In the words of the French zoologist, Pierre Grassé, “In spite of the intense pressure generated by artificial selection… over whole millennia, no new species are born…. The fact is that selection gives tangible form to and gathers together all the varieties a genome is capable of producing, but does not constitute an innovative evolutionary process” (Johnson, 18).

Contrast the limited ability of natural selection just described with Darwin’s claims. By “natural selection” he is referring to nature’s ability to select from among numerous variations, preserving “favourable variations” and rejecting “injurious” ones. Moreover, he claims that Nature “can act on every internal organ, on every shade of constitutional difference, on the whole machinery of life” (Origin, 71), thereby moving the process of evolution ever forward. “Over all these causes of Change I am convinced that the accumulative action of Selection… is by far the predominant Power” (Origin, 38). After describing the millennia of human attempts at breeding superior plants and animals, he writes, “We have seen that man by selection can certainly produce great results…. But Natural Selection… is as immeasurably superior to man’s feeble efforts, as the works of Nature are to those of Art” (Origin, 53).
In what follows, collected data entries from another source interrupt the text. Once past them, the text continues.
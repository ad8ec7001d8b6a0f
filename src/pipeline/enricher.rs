//! Enricher stage: fetches full text for curated documents missing it.
use std::sync::Arc;

use anyhow::Result;
use async_trait::async_trait;
use futures::future::join_all;
use tokio::sync::Semaphore;

use crate::clients::extract::ExtractClient;
use crate::job::events::Event;
use crate::job::manager::JobReporter;

use super::state::{Category, DocumentMap};

const BATCH_SIZE: usize = 20;
const MAX_PER_CATEGORY: usize = 20;

#[async_trait]
pub(crate) trait EnricherStage: Send + Sync {
    async fn run(
        &self,
        categories: [(Category, DocumentMap); 4],
        reporter: &JobReporter,
    ) -> Result<[(Category, DocumentMap); 4]>;
}

pub(crate) struct EnricherStageImpl {
    extract: Arc<dyn ExtractClient>,
}

impl EnricherStageImpl {
    #[must_use]
    pub(crate) fn new(extract: Arc<dyn ExtractClient>) -> Self {
        Self { extract }
    }
}

async fn enrich_category(
    extract: &Arc<dyn ExtractClient>,
    category: Category,
    mut documents: DocumentMap,
    job_id: uuid::Uuid,
    reporter: &JobReporter,
) -> DocumentMap {
    let missing: Vec<String> = documents
        .iter()
        .filter(|(_, doc)| doc.raw_content.is_none())
        .take(MAX_PER_CATEGORY)
        .map(|(url, _)| url.clone())
        .collect();

    let semaphore = Arc::new(Semaphore::new(BATCH_SIZE));
    let mut handles = Vec::new();

    for url in missing {
        let extract = Arc::clone(extract);
        let permit = Arc::clone(&semaphore);
        handles.push(tokio::spawn(async move {
            let _permit = permit.acquire_owned().await;
            let result = extract.extract(job_id, &url).await;
            (url, result)
        }));
    }

    for handle in handles {
        let Ok((url, result)) = handle.await else {
            continue;
        };
        match result {
            Ok(Some(raw_content)) => {
                if let Some(doc) = documents.get_mut(&url) {
                    doc.raw_content = Some(raw_content);
                }
            }
            Ok(None) | Err(_) => {}
        }
    }

    reporter.emit(Event::category_complete(category.label(), documents.len()));
    documents
}

#[async_trait]
impl EnricherStage for EnricherStageImpl {
    async fn run(
        &self,
        categories: [(Category, DocumentMap); 4],
        reporter: &JobReporter,
    ) -> Result<[(Category, DocumentMap); 4]> {
        reporter.cancellation().check()?;

        let job_id = reporter.job_id();
        let futures = categories.into_iter().map(|(category, documents)| {
            let extract = Arc::clone(&self.extract);
            async move {
                let enriched = enrich_category(&extract, category, documents, job_id, reporter).await;
                (category, enriched)
            }
        });
        let results = join_all(futures).await;

        let mut iter = results.into_iter();
        Ok([
            iter.next().expect("four categories"),
            iter.next().expect("four categories"),
            iter.next().expect("four categories"),
            iter.next().expect("four categories"),
        ])
    }
}
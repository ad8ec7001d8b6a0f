use chrono::{DateTime, Utc};
use serde::{Deserialize, Serialize};
use uuid::Uuid;

/// A research request as submitted by a caller.
#[derive(Debug, Clone, Deserialize)]
pub(crate) struct ResearchRequest {
    pub(crate) company: String,
    #[serde(default)]
    pub(crate) company_url: Option<String>,
    #[serde(default)]
    pub(crate) industry: Option<String>,
    #[serde(default)]
    pub(crate) hq_location: Option<String>,
}

#[derive(Debug, Clone, Copy, PartialEq, Eq, Serialize, Deserialize)]
#[serde(rename_all = "snake_case")]
pub(crate) enum JobStatus {
    Pending,
    Processing,
    Completed,
    Failed,
}

impl JobStatus {
    #[must_use]
    pub(crate) fn is_terminal(self) -> bool {
        matches!(self, JobStatus::Completed | JobStatus::Failed)
    }
}

/// The final product of a completed job.
#[derive(Debug, Clone, Serialize)]
pub(crate) struct JobResult {
    pub(crate) company: String,
    pub(crate) report: String,
}

/// A point-in-time view of a job, safe to hand to callers.
#[derive(Debug, Clone, Serialize)]
pub(crate) struct JobSnapshot {
    pub(crate) job_id: Uuid,
    pub(crate) status: JobStatus,
    pub(crate) progress: u8,
    pub(crate) message: Option<String>,
    pub(crate) error: Option<String>,
    pub(crate) result: Option<JobResult>,
    pub(crate) created_at: DateTime<Utc>,
    pub(crate) updated_at: DateTime<Utc>,
}

impl JobSnapshot {
    pub(crate) fn pending(job_id: Uuid, now: DateTime<Utc>) -> Self {
        Self {
            job_id,
            status: JobStatus::Pending,
            progress: 0,
            message: None,
            error: None,
            result: None,
            created_at: now,
            updated_at: now,
        }
    }
}
use chrono::{DateTime, Utc};
use serde::Serialize;
use serde_json::{Value, json};

use super::types::{JobResult, JobStatus};

/// A single event published on a job's stream.
///
/// Serializes to `{"type": ..., "timestamp": ..., "data": {...}}` per the
/// control plane's wire format.
#[derive(Debug, Clone, Serialize)]
pub(crate) struct Event {
    #[serde(rename = "type")]
    pub(crate) event_type: &'static str,
    pub(crate) timestamp: DateTime<Utc>,
    pub(crate) data: Value,
}

impl Event {
    fn new(event_type: &'static str, data: Value) -> Self {
        Self {
            event_type,
            timestamp: Utc::now(),
            data,
        }
    }

    pub(crate) fn status_update(
        status: JobStatus,
        progress: u8,
        message: Option<&str>,
        error: Option<&str>,
        result: Option<&JobResult>,
    ) -> Self {
        Self::new(
            "status_update",
            json!({
                "status": status,
                "progress": progress,
                "message": message,
                "error": error,
                "result": result,
            }),
        )
    }

    pub(crate) fn query_generating(category: &str, partial: &str) -> Self {
        Self::new(
            "query_generating",
            json!({ "category": category, "partial": partial }),
        )
    }

    pub(crate) fn query_generated(category: &str, query: &str) -> Self {
        Self::new(
            "query_generated",
            json!({ "category": category, "query": query }),
        )
    }

    pub(crate) fn query_searching(category: &str, query: &str) -> Self {
        Self::new(
            "query_searching",
            json!({ "category": category, "query": query }),
        )
    }

    pub(crate) fn query_searched(category: &str, query: &str, result_count: usize) -> Self {
        Self::new(
            "query_searched",
            json!({ "category": category, "query": query, "result_count": result_count }),
        )
    }

    pub(crate) fn document_kept(category: &str, url: &str, score: f64) -> Self {
        Self::new(
            "document_kept",
            json!({ "category": category, "url": url, "score": score }),
        )
    }

    pub(crate) fn category_start(category: &str) -> Self {
        Self::new("category_start", json!({ "category": category }))
    }

    pub(crate) fn category_complete(category: &str, document_count: usize) -> Self {
        Self::new(
            "category_complete",
            json!({ "category": category, "document_count": document_count }),
        )
    }

    pub(crate) fn report_chunk(chunk: &str) -> Self {
        Self::new("report_chunk", json!({ "chunk": chunk }))
    }

    pub(crate) fn error(kind: &str, message: &str) -> Self {
        Self::new("error", json!({ "kind": kind, "message": message }))
    }
}
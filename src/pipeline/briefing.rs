//! Briefing stage: turns each category's curated, enriched documents into
//! a short narrative via the language model.
use std::sync::Arc;

use anyhow::Result;
use async_trait::async_trait;

use crate::clients::llm::{collect, LlmClient};
use crate::job::events::Event;
use crate::job::manager::JobReporter;
use crate::util::markdown::truncate;

use super::state::{Category, DocumentMap};

const PER_DOCUMENT_CHAR_CAP: usize = 8_000;
const TOTAL_CHAR_BUDGET: usize = 120_000;

#[async_trait]
pub(crate) trait BriefingStage: Send + Sync {
    async fn run(
        &self,
        category: Category,
        company: &str,
        industry: Option<&str>,
        documents: &DocumentMap,
        reporter: &JobReporter,
    ) -> Result<String>;
}

pub(crate) struct BriefingStageImpl {
    llm: Arc<dyn LlmClient>,
}

impl BriefingStageImpl {
    #[must_use]
    pub(crate) fn new(llm: Arc<dyn LlmClient>) -> Self {
        Self { llm }
    }
}

fn build_prompt(category: Category, company: &str, industry: Option<&str>, documents: &DocumentMap) -> String {
    let mut sorted: Vec<_> = documents.values().collect();
    sorted.sort_by(|a, b| {
        let a_score = a.evaluation.as_ref().map_or(a.score, |e| e.overall_score);
        let b_score = b.evaluation.as_ref().map_or(b.score, |e| e.overall_score);
        b_score.partial_cmp(&a_score).unwrap_or(std::cmp::Ordering::Equal)
    });

    let mut body = String::new();
    let mut used = 0usize;
    for doc in sorted {
        let text = doc.raw_content.as_deref().unwrap_or(&doc.content);
        let capped = truncate(text, PER_DOCUMENT_CHAR_CAP);
        if used + capped.len() > TOTAL_CHAR_BUDGET {
            break;
        }
        used += capped.len();
        body.push_str(&format!("### {}\n{}\n\n", doc.title, capped));
    }

    let industry_clause = industry.map_or(String::new(), |industry| format!(" in the {industry} industry"));
    format!(
        "Write a concise {} briefing for {company}{industry_clause} based on the following sources:\n\n{body}",
        category.heading().to_lowercase(),
    )
}

#[async_trait]
impl BriefingStage for BriefingStageImpl {
    async fn run(
        &self,
        category: Category,
        company: &str,
        industry: Option<&str>,
        documents: &DocumentMap,
        reporter: &JobReporter,
    ) -> Result<String> {
        reporter.emit(Event::status_update(
            crate::job::types::JobStatus::Processing,
            90,
            Some(&format!("Generating {} briefing", category.heading())),
            None,
            None,
        ));

        if documents.is_empty() {
            return Ok(String::new());
        }

        let prompt = build_prompt(category, company, industry, documents);
        let stream = self
            .llm
            .stream_completion("You write concise business research briefings.", &prompt)
            .await?;
        let text = collect(stream).await?;

        reporter.emit(Event::status_update(
            crate::job::types::JobStatus::Processing,
            90,
            Some(&format!("Completed {} briefing ({} characters)", category.heading(), text.len())),
            None,
            None,
        ));

        Ok(text)
    }
}

#[cfg(test)]
mod tests {
    use super::*;

    fn test_metrics() -> std::sync::Arc<crate::observability::metrics::Metrics> {
        std::sync::Arc::new(
            crate::observability::metrics::Metrics::new(std::sync::Arc::new(prometheus::Registry::new()))
                .expect("metrics register"),
        )
    }
    use crate::job::manager::JobManager;
    use crate::pipeline::state::{Document, DocumentSource};
    use futures::stream;

    struct StubLlm;

    #[async_trait]
    impl LlmClient for StubLlm {
        async fn stream_completion(
            &self,
            _system: &str,
            _prompt: &str,
        ) -> Result<crate::clients::llm::CompletionStream> {
            Ok(Box::pin(stream::iter(vec![Ok("Acme is growing.".to_owned())])))
        }
    }

    fn reporter() -> (JobManager, JobReporter) {
        let manager = JobManager::new(4, 8, 3600, test_metrics(), std::sync::Arc::new(crate::store::report_store::NoopReportStore));
        let (_job_id, reporter) = manager
            .submit(&crate::job::types::ResearchRequest {
                company: "Acme".to_owned(),
                company_url: None,
                industry: None,
                hq_location: None,
            })
            .expect("submit");
        (manager, reporter)
    }

    #[tokio::test]
    async fn briefing_returns_empty_string_for_empty_category() {
        let stage = BriefingStageImpl::new(Arc::new(StubLlm));
        let (_manager, reporter) = reporter();
        let text = stage
            .run(Category::News, "Acme", None, &DocumentMap::new(), &reporter)
            .await
            .expect("run");
        assert!(text.is_empty());
    }

    #[tokio::test]
    async fn briefing_collects_streamed_text() {
        let stage = BriefingStageImpl::new(Arc::new(StubLlm));
        let mut documents = DocumentMap::new();
        documents.insert(
            "https://a.example".to_owned(),
            Document {
                url: "https://a.example".to_owned(),
                title: "Acme raises funding".to_owned(),
                content: "Acme raised a round".to_owned(),
                raw_content: None,
                query: "acme".to_owned(),
                source: DocumentSource::WebSearch,
                score: 0.9,
                evaluation: None,
            },
        );

        let (_manager, reporter) = reporter();
        let text = stage
            .run(Category::Financial, "Acme", None, &documents, &reporter)
            .await
            .expect("run");
        assert_eq!(text, "Acme is growing.");
    }
}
Darwin did not stop there, however, for he wrote, “It may be said that natural selection is daily and hourly scrutinising, throughout the world, every variation, even the slightest; rejecting that which is bad, preserving and adding up all that is good; silently and insensibly working, whenever and wherever opportunity offers, at the improvement of each organic being in relation to its organic and inorganic conditions of life” (Origin, 71). At the end of Origin he wrote, “And as natural selection works solely by and for the good of each being, all corporeal and mental endowments will tend to progress towards perfection” (Origin, 399).